LAS VEGAS—The problem with health reform is cost, said Harvard University Professor Marc Roberts, PhD.
Explore This IssueJune 2010
Dr. Roberts used numbers to illustrate his point during a presentation at the Annual Meeting of the American Broncho-Esophagological Association, part of the Combined Otolaryngological Spring Meetings held here April 28-May 2. On a chart blown up on a screen behind him were figures showing the life expectancy in 17 industrialized countries, including the U.S., along with those countries’ per capita spending on health care in the 2006-07 year.
“What you will notice is, except for Portugal, we have the shortest life expectancy of any industrial country. And you will also notice that we spent two and three times per capita what every other industrial country spends,” said Dr. Roberts, a political economy professor at the Harvard School of Public Health in Boston. “Anyone who says to you the U.S. has the best health care system in the world clearly has not been looking at the numbers. We may well have the best health care…for people who are insured and have good access. But it’s not obvious that we have the best health care system when you look at these numbers.”
Where Reform Falls Short
But just as the health care system needs reform, so does the reform itself, Dr. Roberts said. The reform package that was passed this year improves access but does not do enough to control health care costs, he explained.

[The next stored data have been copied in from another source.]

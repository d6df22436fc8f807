use std::fmt::Write;

use crate::catalog::Catalog;
use crate::models::{
    Assessment, OverallStats, Skill, SkillCategory, SkillMatrixItem, SkillStatus, StudentCounters,
};

#[derive(Debug, Clone, PartialEq, Eq)]
pub struct CategorySummary {
    pub category: SkillCategory,
    pub total: usize,
    pub mastered: usize,
    pub in_progress: usize,
}

pub fn summarize_by_category(matrix: &[SkillMatrixItem]) -> Vec<CategorySummary> {
    SkillCategory::ALL
        .iter()
        .map(|&category| {
            let items: Vec<&SkillMatrixItem> = matrix
                .iter()
                .filter(|item| item.skill.category == category)
                .collect();
            CategorySummary {
                category,
                total: items.len(),
                mastered: items
                    .iter()
                    .filter(|item| item.status == SkillStatus::Mastered)
                    .count(),
                in_progress: items
                    .iter()
                    .filter(|item| item.status == SkillStatus::InProgress)
                    .count(),
            }
        })
        .filter(|summary| summary.total > 0)
        .collect()
}

pub struct ReportInput<'a> {
    pub student: &'a str,
    pub catalog: &'a Catalog,
    pub matrix: &'a [SkillMatrixItem],
    pub stats: &'a OverallStats,
    pub recommendations: &'a [Skill],
    pub counters: &'a StudentCounters,
    pub recent: &'a [Assessment],
}

pub fn build_report(input: &ReportInput<'_>) -> String {
    let mut output = String::new();

    let _ = writeln!(output, "# Swim Progress Report: {}", input.student);
    let _ = writeln!(
        output,
        "Suggested level {} ({}% of catalog, {} of {} levels earned)",
        input.stats.suggested_level,
        input.stats.overall_percentage,
        input.stats.earned_levels,
        input.stats.total_levels
    );
    let _ = writeln!(output);
    let _ = writeln!(output, "## Skills by Category");

    for summary in summarize_by_category(input.matrix) {
        let _ = writeln!(
            output,
            "- {}: {} mastered, {} in progress, {} total",
            summary.category.label(),
            summary.mastered,
            summary.in_progress,
            summary.total
        );
    }

    let _ = writeln!(output);
    let _ = writeln!(output, "## Next Focus");

    if input.recommendations.is_empty() {
        let _ = writeln!(output, "Every skill in the catalog is mastered.");
    } else {
        for skill in input.recommendations {
            let _ = writeln!(
                output,
                "- {} ({}, level {}): {}",
                skill.name,
                skill.category.label(),
                skill.level,
                skill.description
            );
        }
    }

    let _ = writeln!(output);
    let _ = writeln!(output, "## Badges");

    let earned: Vec<_> = input
        .catalog
        .badges
        .iter()
        .filter(|badge| input.counters.has_badge(&badge.id))
        .collect();
    if earned.is_empty() {
        let _ = writeln!(output, "No badges earned yet.");
    } else {
        for badge in earned {
            let _ = writeln!(output, "- {} {}: {}", badge.icon, badge.name, badge.description);
        }
    }
    let _ = writeln!(
        output,
        "Lessons attended: {}, distance swum: {}m",
        input.counters.lessons_attended_count, input.counters.total_distance_meters
    );

    let _ = writeln!(output);
    let _ = writeln!(output, "## Recent Coach Notes");

    let notes: Vec<&Assessment> = input
        .recent
        .iter()
        .filter(|assessment| assessment.coach_notes.is_some())
        .take(5)
        .collect();
    if notes.is_empty() {
        let _ = writeln!(output, "No coach notes recorded.");
    } else {
        for assessment in notes {
            let skill_name = input
                .catalog
                .skill(&assessment.skill_id)
                .map(|skill| skill.name.as_str())
                .unwrap_or(assessment.skill_id.as_str());
            let _ = writeln!(
                output,
                "- {} (level {}) on {}: {}",
                skill_name,
                assessment.level,
                assessment.assessed_at.date_naive(),
                assessment.coach_notes.as_deref().unwrap_or_default()
            );
        }
    }

    output
}

#[cfg(test)]
mod tests {
    use chrono::{TimeZone, Utc};
    use uuid::Uuid;

    use super::*;
    use crate::models::StudentProgress;
    use crate::progress::{build_skill_matrix, overall_stats};
    use crate::recommend::recommend_from_matrix;

    fn record(skill_id: &str, level: u8) -> StudentProgress {
        StudentProgress {
            student_id: "mia".to_string(),
            skill_id: skill_id.to_string(),
            current_level: level,
            attempts: 1,
            last_assessed: Utc::now(),
            coach_notes: None,
        }
    }

    #[test]
    fn category_summary_counts_statuses() {
        let catalog = Catalog::builtin().unwrap();
        let matrix = build_skill_matrix(
            &catalog,
            vec![record("ws-submerge", 5), record("ws-treading", 2)],
        );

        let summaries = summarize_by_category(&matrix);
        assert_eq!(summaries.len(), 5);
        assert_eq!(
            summaries[0],
            CategorySummary {
                category: SkillCategory::WaterSafety,
                total: 6,
                mastered: 1,
                in_progress: 1,
            }
        );
        assert_eq!(summaries[1].mastered, 0);
    }

    #[test]
    fn report_lists_focus_badges_and_notes() {
        let catalog = Catalog::builtin().unwrap();
        let matrix = build_skill_matrix(&catalog, vec![record("ws-submerge", 5)]);
        let stats = overall_stats(&matrix);
        let recommendations = recommend_from_matrix(&matrix);
        let mut counters = StudentCounters {
            lessons_attended_count: 3,
            total_distance_meters: 150,
            ..StudentCounters::default()
        };
        counters.badges_earned.insert("first_splash".to_string());
        let recent = vec![Assessment {
            id: Uuid::new_v4(),
            student_id: "mia".to_string(),
            skill_id: "ws-submerge".to_string(),
            level: 5,
            coach_notes: Some("Blows bubbles for ten seconds".to_string()),
            assessed_at: Utc.with_ymd_and_hms(2026, 9, 14, 16, 0, 0).unwrap(),
        }];

        let report = build_report(&ReportInput {
            student: "mia",
            catalog: &catalog,
            matrix: &matrix,
            stats: &stats,
            recommendations: &recommendations,
            counters: &counters,
            recent: &recent,
        });

        assert!(report.starts_with("# Swim Progress Report: mia"));
        assert!(report.contains("- Water Safety: 1 mastered, 0 in progress, 6 total"));
        assert!(report.contains("- Safe Water Entry (Water Safety, level 1)"));
        assert!(report.contains("First Splash"));
        assert!(report.contains("Lessons attended: 3, distance swum: 150m"));
        assert!(report.contains(
            "- Submerge and Blow Bubbles (level 5) on 2026-09-14: Blows bubbles for ten seconds"
        ));
    }

    #[test]
    fn empty_sections_have_placeholders() {
        let catalog = Catalog::builtin().unwrap();
        let matrix = build_skill_matrix(&catalog, Vec::new());
        let stats = overall_stats(&matrix);

        let report = build_report(&ReportInput {
            student: "nobody",
            catalog: &catalog,
            matrix: &matrix,
            stats: &stats,
            recommendations: &[],
            counters: &StudentCounters::default(),
            recent: &[],
        });

        assert!(report.contains("Suggested level 1 (0% of catalog"));
        assert!(report.contains("No badges earned yet."));
        assert!(report.contains("No coach notes recorded."));
    }
}
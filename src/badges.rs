use std::collections::HashSet;

use tracing::{debug, info};

use crate::catalog::Catalog;
use crate::error::{ProgressError, Result};
use crate::models::{Badge, BadgeRule, StudentCounters, StudentKey};
use crate::store::ProgressStore;

/// Evaluate a badge rule against a counters snapshot. Earned state of the
/// badge itself is not considered here.
pub fn rule_satisfied(
    catalog: &Catalog,
    badge_id: &str,
    rule: &BadgeRule,
    counters: &StudentCounters,
) -> bool {
    match rule {
        BadgeRule::LessonsAttended { at_least } => counters.lessons_attended_count >= *at_least,
        BadgeRule::ConsecutiveWeeks { at_least } => {
            counters.consecutive_weeks_present >= *at_least
        }
        BadgeRule::StrokeLevel { stroke, at_least } => counters.stroke_level(stroke) >= *at_least,
        BadgeRule::TotalDistance { meters } => counters.total_distance_meters >= *meters,
        BadgeRule::EarlyCheckIns { at_least } => counters.early_check_ins >= *at_least,
        BadgeRule::PerfectWeek => {
            counters.lessons_scheduled_this_week > 0
                && counters.lessons_attended_this_week >= counters.lessons_scheduled_this_week
        }
        BadgeRule::Referrals { at_least } => counters.referral_count >= *at_least,
        BadgeRule::EquipmentPurchases { at_least } => counters.equipment_purchases >= *at_least,
        BadgeRule::AllOtherBadges => catalog
            .badges
            .iter()
            .filter(|badge| badge.id != badge_id)
            .all(|badge| counters.has_badge(&badge.id)),
    }
}

/// False for unknown or already earned badges.
pub async fn check_badge_eligibility(
    store: &dyn ProgressStore,
    catalog: &Catalog,
    key: &StudentKey,
    badge_id: &str,
) -> Result<bool> {
    let Some(badge) = catalog.badge(badge_id) else {
        debug!(student = %key, badge = badge_id, "eligibility check for unknown badge");
        return Ok(false);
    };

    let counters = store.get_or_create_counters(key).await?;
    if counters.has_badge(badge_id) {
        return Ok(false);
    }

    Ok(rule_satisfied(catalog, &badge.id, &badge.rule, &counters))
}

/// Returns true when the badge was newly awarded. Awarding an earned badge
/// is a no-op.
pub async fn award_badge(
    store: &dyn ProgressStore,
    catalog: &Catalog,
    key: &StudentKey,
    badge_id: &str,
) -> Result<bool> {
    if catalog.badge(badge_id).is_none() {
        return Err(ProgressError::UnknownBadge(badge_id.to_string()));
    }

    let inserted = store.add_earned_badge(key, badge_id).await?;
    if inserted {
        info!(student = %key, badge = badge_id, "awarded badge");
    }
    Ok(inserted)
}

/// Award every badge the student currently qualifies for and return the new
/// ones in catalog order. Badges that depend on other badges are checked
/// last so they can be earned in the same pass.
pub async fn evaluate_badges(
    store: &dyn ProgressStore,
    catalog: &Catalog,
    key: &StudentKey,
) -> Result<Vec<Badge>> {
    let mut counters = store.get_or_create_counters(key).await?;
    let (dependent, independent): (Vec<&Badge>, Vec<&Badge>) = catalog
        .badges
        .iter()
        .partition(|badge| badge.rule == BadgeRule::AllOtherBadges);

    let mut awarded = HashSet::new();
    for badge in independent.into_iter().chain(dependent) {
        if counters.has_badge(&badge.id)
            || !rule_satisfied(catalog, &badge.id, &badge.rule, &counters)
        {
            continue;
        }
        if award_badge(store, catalog, key, &badge.id).await? {
            awarded.insert(badge.id.clone());
        }
        counters.badges_earned.insert(badge.id.clone());
    }

    Ok(catalog
        .badges
        .iter()
        .filter(|badge| awarded.contains(&badge.id))
        .cloned()
        .collect())
}

#[cfg(test)]
mod tests {
    use super::*;
    use crate::models::{CounterChange, CounterPatch};
    use crate::store::MemoryStore;

    fn key() -> StudentKey {
        StudentKey::new("riverside", "mia")
    }

    async fn attend(store: &MemoryStore) {
        store
            .apply_counter_change(
                &key(),
                &CounterChange::Attendance {
                    early_check_in: false,
                    distance_meters: 50,
                },
            )
            .await
            .unwrap();
    }

    #[tokio::test]
    async fn first_splash_after_first_lesson() {
        let catalog = Catalog::builtin().unwrap();
        let store = MemoryStore::new();

        assert!(!check_badge_eligibility(&store, &catalog, &key(), "first_splash")
            .await
            .unwrap());
        attend(&store).await;
        assert!(check_badge_eligibility(&store, &catalog, &key(), "first_splash")
            .await
            .unwrap());

        assert!(award_badge(&store, &catalog, &key(), "first_splash").await.unwrap());
        assert!(!check_badge_eligibility(&store, &catalog, &key(), "first_splash")
            .await
            .unwrap());
        assert!(!award_badge(&store, &catalog, &key(), "first_splash").await.unwrap());
    }

    #[tokio::test]
    async fn unknown_badge_is_never_eligible() {
        let catalog = Catalog::builtin().unwrap();
        let store = MemoryStore::new();
        attend(&store).await;

        assert!(!check_badge_eligibility(&store, &catalog, &key(), "moon_walker")
            .await
            .unwrap());
        assert!(matches!(
            award_badge(&store, &catalog, &key(), "moon_walker").await,
            Err(ProgressError::UnknownBadge(_))
        ));
    }

    #[tokio::test]
    async fn stroke_badges_read_unset_strokes_as_zero() {
        let catalog = Catalog::builtin().unwrap();
        let store = MemoryStore::new();
        assert!(!check_badge_eligibility(&store, &catalog, &key(), "freestyle_star")
            .await
            .unwrap());

        let mut patch = CounterPatch::default();
        patch.stroke_levels.insert("freestyle".to_string(), 3);
        store
            .apply_counter_change(&key(), &CounterChange::Patch(patch))
            .await
            .unwrap();
        assert!(check_badge_eligibility(&store, &catalog, &key(), "freestyle_star")
            .await
            .unwrap());
        assert!(!check_badge_eligibility(&store, &catalog, &key(), "backstroke_boss")
            .await
            .unwrap());
    }

    #[test]
    fn perfect_week_needs_a_schedule() {
        let catalog = Catalog::builtin().unwrap();
        let empty_week = StudentCounters::default();
        assert!(!rule_satisfied(&catalog, "perfect_week", &BadgeRule::PerfectWeek, &empty_week));

        let full_week = StudentCounters {
            lessons_scheduled_this_week: 2,
            lessons_attended_this_week: 2,
            ..StudentCounters::default()
        };
        assert!(rule_satisfied(&catalog, "perfect_week", &BadgeRule::PerfectWeek, &full_week));
    }

    #[tokio::test]
    async fn legend_requires_every_other_badge() {
        let catalog = Catalog::builtin().unwrap();
        let store = MemoryStore::new();

        let others: Vec<&Badge> = catalog.badges.iter().filter(|b| b.id != "legend").collect();
        for badge in others.iter().skip(1) {
            award_badge(&store, &catalog, &key(), &badge.id).await.unwrap();
        }
        assert!(!check_badge_eligibility(&store, &catalog, &key(), "legend")
            .await
            .unwrap());

        award_badge(&store, &catalog, &key(), &others[0].id).await.unwrap();
        assert!(check_badge_eligibility(&store, &catalog, &key(), "legend")
            .await
            .unwrap());
    }

    #[tokio::test]
    async fn evaluate_awards_in_one_pass() {
        let catalog = Catalog::builtin().unwrap();
        let store = MemoryStore::new();
        attend(&store).await;
        store
            .apply_counter_change(
                &key(),
                &CounterChange::Patch(CounterPatch {
                    referral_count: Some(1),
                    ..CounterPatch::default()
                }),
            )
            .await
            .unwrap();

        let awarded = evaluate_badges(&store, &catalog, &key()).await.unwrap();
        let ids: Vec<&str> = awarded.iter().map(|b| b.id.as_str()).collect();
        assert_eq!(ids, vec!["first_splash", "social_butterfly"]);

        assert!(evaluate_badges(&store, &catalog, &key()).await.unwrap().is_empty());
    }

    #[tokio::test]
    async fn evaluate_reaches_legend_when_everything_else_qualifies() {
        let catalog = Catalog::builtin().unwrap();
        let store = MemoryStore::new();
        let mut patch = CounterPatch {
            lessons_attended_count: Some(50),
            consecutive_weeks_present: Some(12),
            total_distance_meters: Some(10_000),
            early_check_ins: Some(5),
            lessons_scheduled_this_week: Some(2),
            lessons_attended_this_week: Some(2),
            referral_count: Some(1),
            equipment_purchases: Some(1),
            ..CounterPatch::default()
        };
        for stroke in ["freestyle", "backstroke", "breaststroke"] {
            patch.stroke_levels.insert(stroke.to_string(), 3);
        }
        store
            .apply_counter_change(&key(), &CounterChange::Patch(patch))
            .await
            .unwrap();

        let awarded = evaluate_badges(&store, &catalog, &key()).await.unwrap();
        assert_eq!(awarded.len(), catalog.badges.len());
        assert_eq!(awarded.last().map(|b| b.id.as_str()), Some("legend"));
    }
}
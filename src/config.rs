use std::path::PathBuf;

use anyhow::Context;

#[derive(Debug, Clone)]
pub struct Config {
    pub database_url: Option<String>,
    pub max_connections: u32,
    pub catalog_path: Option<PathBuf>,
    pub log_level: String,
}

impl Config {
    pub fn from_env() -> Self {
        let max_connections = std::env::var("DB_MAX_CONNECTIONS")
            .ok()
            .and_then(|value| value.parse::<u32>().ok())
            .filter(|value| *value > 0)
            .unwrap_or(5);

        Self {
            database_url: std::env::var("DATABASE_URL")
                .ok()
                .filter(|value| !value.is_empty()),
            max_connections,
            catalog_path: std::env::var_os("SWIM_CATALOG").map(PathBuf::from),
            log_level: std::env::var("RUST_LOG").unwrap_or_else(|_| "info".to_string()),
        }
    }

    pub fn require_database_url(&self) -> anyhow::Result<&str> {
        self.database_url
            .as_deref()
            .context("DATABASE_URL must be set to a production Postgres instance")
    }
}
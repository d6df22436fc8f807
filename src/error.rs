use thiserror::Error;

#[derive(Debug, Error)]
pub enum ProgressError {
    #[error("level {0} is outside 1-5")]
    InvalidLevel(u8),

    #[error("unknown skill: {0}")]
    UnknownSkill(String),

    #[error("unknown badge: {0}")]
    UnknownBadge(String),

    #[error("catalog error: {0}")]
    Catalog(String),

    #[error("storage error: {0}")]
    Storage(#[from] sqlx::Error),

    #[error("import error: {0}")]
    Import(#[from] csv::Error),

    #[error("IO error: {0}")]
    Io(#[from] std::io::Error),
}

pub type Result<T> = std::result::Result<T, ProgressError>;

The reform plan expands Medicaid to cover everyone with income under 133 percent of the federal poverty mark. It requires everyone else to buy insurance or face a penalty, and it provides subsidies to accomplish that goal. It also requires employers to offer insurance and creates state-based “exchanges” to offer regulated policies in the small group and individual markets.
Once implemented, the health reform measures are expected to add 16 million people to the Medicaid rolls and 16 million more to private insurance. The plan includes components, including the Patient-Centered Outcomes Research Institute and an innovation center in the Centers for Medicaid and Medicare Services, created to conduct research and experiments that will explore cost-cutting possibilities.
But Dr. Roberts has his doubts about these measures, wondering what experiments will be conducted and what impact they will have. There is no getting around the need to change the fee-for-service system, he said. Advanced technology has helped to let costs spiral out of control. “We pay for care that makes it extremely profitable to use high technology,” Dr. Roberts said. “High technology is not only costly, it’s profitable. The price-cost margins on high technology tend to be particularly high.”